The work of Brazilian-based, Catalan-born artist Daniel Steegmann Mangrané is based on subtle and poetic scenarios that address the relationship between the perceptual world and objects, in which space and the physical encounter of the viewer is tantamount.
Fundamental to Steegmann Mangrané’s art is his exploration of the act of exhibiting and the exhibition as a medium in its own right. Presentations of his work tend to take the form of a kind of Gesamtkunstwerk — a total work of art —, in which art works, viewers and space are bound in a dynamic relationship of mutual transformation. According to Steegmann Mangrané, the museum should cease to be a ‘space of accumulation of artifacts, isolated and protected from the exterior world, and instead should be a place where our relationship to objects and their reality is reconfigured’.
Taking up the central gallery of the Serralves Museum, ‘A transparent leaf instead of the mouth’ (2017) presents works in various media. The whole is bathed by a green light that suggests the luminous atmosphere of a tropical forest. In the centre of the space is a curved, glass pavilion that houses a garden containing plants and animals. An ecosystem was created in the pavilion, where autochthonous trees and shrubs coexist with exotic species of stick insects and leaf insects, which feed from them in a complex web of interdependencies.

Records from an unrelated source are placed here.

// SPDX-FileCopyrightText: Copyright (c) 2025 NVIDIA CORPORATION & AFFILIATES. All rights reserved.
// SPDX-License-Identifier: Apache-2.0

//! Reduction operator registry.
//!
//! Barriers accumulate one left-hand-side per generation by folding in the
//! right-hand-side supplied with each arrival. The operators themselves are
//! supplied by higher layers and looked up here by id; id `0` means "no
//! reduction".

use std::sync::Arc;

use anyhow::{bail, Result};
use dashmap::DashMap;

/// Identifier assigned to a registered reduction operator. `0` is reserved.
pub type ReductionOpId = u32;

/// One reduction operator. `apply` folds `count` right-hand-side values
/// into `count` left-hand-side slots; `exclusive` promises the caller holds
/// the only reference to `lhs` for the duration of the call.
pub trait ReductionOp: Send + Sync {
    fn sizeof_lhs(&self) -> usize;

    fn sizeof_rhs(&self) -> usize;

    fn apply(&self, lhs: &mut [u8], rhs: &[u8], count: usize, exclusive: bool);
}

/// Process-wide operator table, one per [`crate::Runtime`].
pub struct ReductionRegistry {
    table: DashMap<ReductionOpId, Arc<dyn ReductionOp>>,
}

impl ReductionRegistry {
    pub fn new() -> Self {
        Self {
            table: DashMap::new(),
        }
    }

    pub fn register(&self, redop_id: ReductionOpId, op: Arc<dyn ReductionOp>) -> Result<()> {
        if redop_id == 0 {
            bail!("reduction operator id 0 is reserved");
        }
        if self.table.insert(redop_id, op).is_some() {
            bail!("reduction operator {redop_id} registered twice");
        }
        Ok(())
    }

    pub fn lookup(&self, redop_id: ReductionOpId) -> Option<Arc<dyn ReductionOp>> {
        self.table.get(&redop_id).map(|op| op.clone())
    }
}

impl Default for ReductionRegistry {
    fn default() -> Self {
        Self::new()
    }
}
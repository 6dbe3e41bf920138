// SPDX-FileCopyrightText: Copyright (c) 2025 NVIDIA CORPORATION & AFFILIATES. All rights reserved.
// SPDX-License-Identifier: Apache-2.0

//! Generational event pool.
//!
//! One [`GenEvent`] slot per id, recycled across successive generations
//! through a free list. The owner node holds authoritative state; other
//! nodes materialize a cached slot on demand whose view is conservatively
//! behind the owner's. The dominant query, [`EventPool::has_triggered`],
//! never takes the slot lock: `generation` is published with release
//! ordering *after* the poisoned-generation array, so an acquire load of
//! the generation licenses a lock-free scan of the poison list.

mod merger;

use std::collections::{BTreeMap, BTreeSet, VecDeque};
use std::sync::atomic::{AtomicBool, AtomicU32, AtomicU64, Ordering};
use std::sync::Arc;

use anyhow::{anyhow, bail, Result};
use dashmap::DashMap;
use parking_lot::{Mutex, RwLock};
use tracing::{debug, trace, warn};

use crate::am::{Message, NodeMessenger};
use crate::id::{Event, EventId, Generation, IdKind, NodeId, MAX_SLOT_INDEX};
use crate::runtime::{PoisonPolicy, RuntimeConfig};
use crate::waiter::{wake_all, AsyncCondition, EventWaiter, ExternalCondition, WaiterList};

/// A slot stops being recycled once this many of its generations have been
/// poisoned; the poison list must stay resident for as long as the id can
/// be queried.
pub(crate) const POISONED_GENERATION_LIMIT: usize = 16;

// Stop recycling just short of wrapping the generation counter.
const RETIRE_GENERATION: Generation = Generation::MAX - 1;

/// Per-id slot. Atomics carry the lock-free fast path; everything list-like
/// lives under the mutex.
pub(crate) struct GenEvent {
    me: EventId,
    owner: NodeId,
    generation: AtomicU32,
    num_poisoned: AtomicU32,
    poisoned: [AtomicU32; POISONED_GENERATION_LIMIT],
    has_local_triggers: AtomicBool,
    inner: Mutex<GenEventInner>,
}

#[derive(Default)]
struct GenEventInner {
    /// Newest generation we have subscribed to upstream (non-owner only).
    gen_subscribed: Generation,
    /// Waiters for `generation + 1`.
    current_waiters: WaiterList,
    /// Waiters for generations beyond the next (non-owner only).
    future_waiters: BTreeMap<Generation, WaiterList>,
    /// Nodes subscribed to `generation + 1` (owner only).
    remote_waiters: BTreeSet<NodeId>,
    /// Generations we triggered locally whose official poison status from
    /// the owner is still pending (non-owner only).
    local_triggers: BTreeMap<Generation, bool>,
}

impl GenEvent {
    fn new(me: EventId, owner: NodeId) -> Self {
        Self {
            me,
            owner,
            generation: AtomicU32::new(0),
            num_poisoned: AtomicU32::new(0),
            poisoned: std::array::from_fn(|_| AtomicU32::new(0)),
            has_local_triggers: AtomicBool::new(false),
            inner: Mutex::new(GenEventInner::default()),
        }
    }

    /// Handle for the next untriggered generation of this slot.
    fn current_event(&self) -> Event {
        Event {
            id: self.me,
            gen: self.generation.load(Ordering::Acquire) + 1,
        }
    }

    /// Safe without the lock once the caller has observed a `generation`
    /// at or past the queried one (the poison list is published first).
    fn is_generation_poisoned(&self, gen: Generation) -> bool {
        let count = self.num_poisoned.load(Ordering::Acquire) as usize;
        if count == 0 {
            return false;
        }
        self.poisoned[..count.min(POISONED_GENERATION_LIMIT)]
            .iter()
            .any(|slot| slot.load(Ordering::Relaxed) == gen)
    }

    fn poisoned_snapshot(&self) -> Vec<Generation> {
        let count = self.num_poisoned.load(Ordering::Acquire) as usize;
        self.poisoned[..count.min(POISONED_GENERATION_LIMIT)]
            .iter()
            .map(|slot| slot.load(Ordering::Relaxed))
            .collect()
    }
}

/// Per-node table of event slots, free-list backed on the owner side.
pub struct EventPool {
    node: NodeId,
    policy: PoisonPolicy,
    slots: DashMap<EventId, Arc<GenEvent>>,
    free: Mutex<VecDeque<Arc<GenEvent>>>,
    next_index: AtomicU64,
    messenger: RwLock<Option<Arc<dyn NodeMessenger>>>,
}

These insects adopt a form of mimicry so extreme as a life strategy that they dissolve into their surrounding environment, raising philosophical questions about the boundaries between the subject and its environment in a system of consumptions, transfigurations and metamorphoses, both real and symbolic.
The curvilinear simplicity of Upsylon (2015) places this work at the intersection between drawing (and its relationship to the mental sphere) and sculpture (and its relationship to the body). A similar coming together of the mental and the physical is present in the
complex web of Morfogenesis-Cripsis (2017), a wall drawing in which the repetition of a geometric cell evokes organic tissue. Tensions underlying the interactions between man, the artificial and the natural world are also addressed in Spiral Forest (2015) in which nature is captured in its isolated exuberance; or through collection, manipulation or imitation of natural elements, as in Fura Folhas (2015).
The human body is included among the subjects of this dual nature around which the different works oscillate, with the phantasmagoric hologram Mano con Hojas [Hand with Leaves] (2015), the two large ‘windows’ Systemic Grid 17 (Window 1) and Systemic Grid 17 (Window 2) (2015), that allow us to see unfocused cross-sections of the outside world and of one another, and the poems of Brazilian author Stela do Patrocínio (I didn’t want to assume human form, human flesh or human matter, 2016), in which the body fragments, dissolves and turns into air.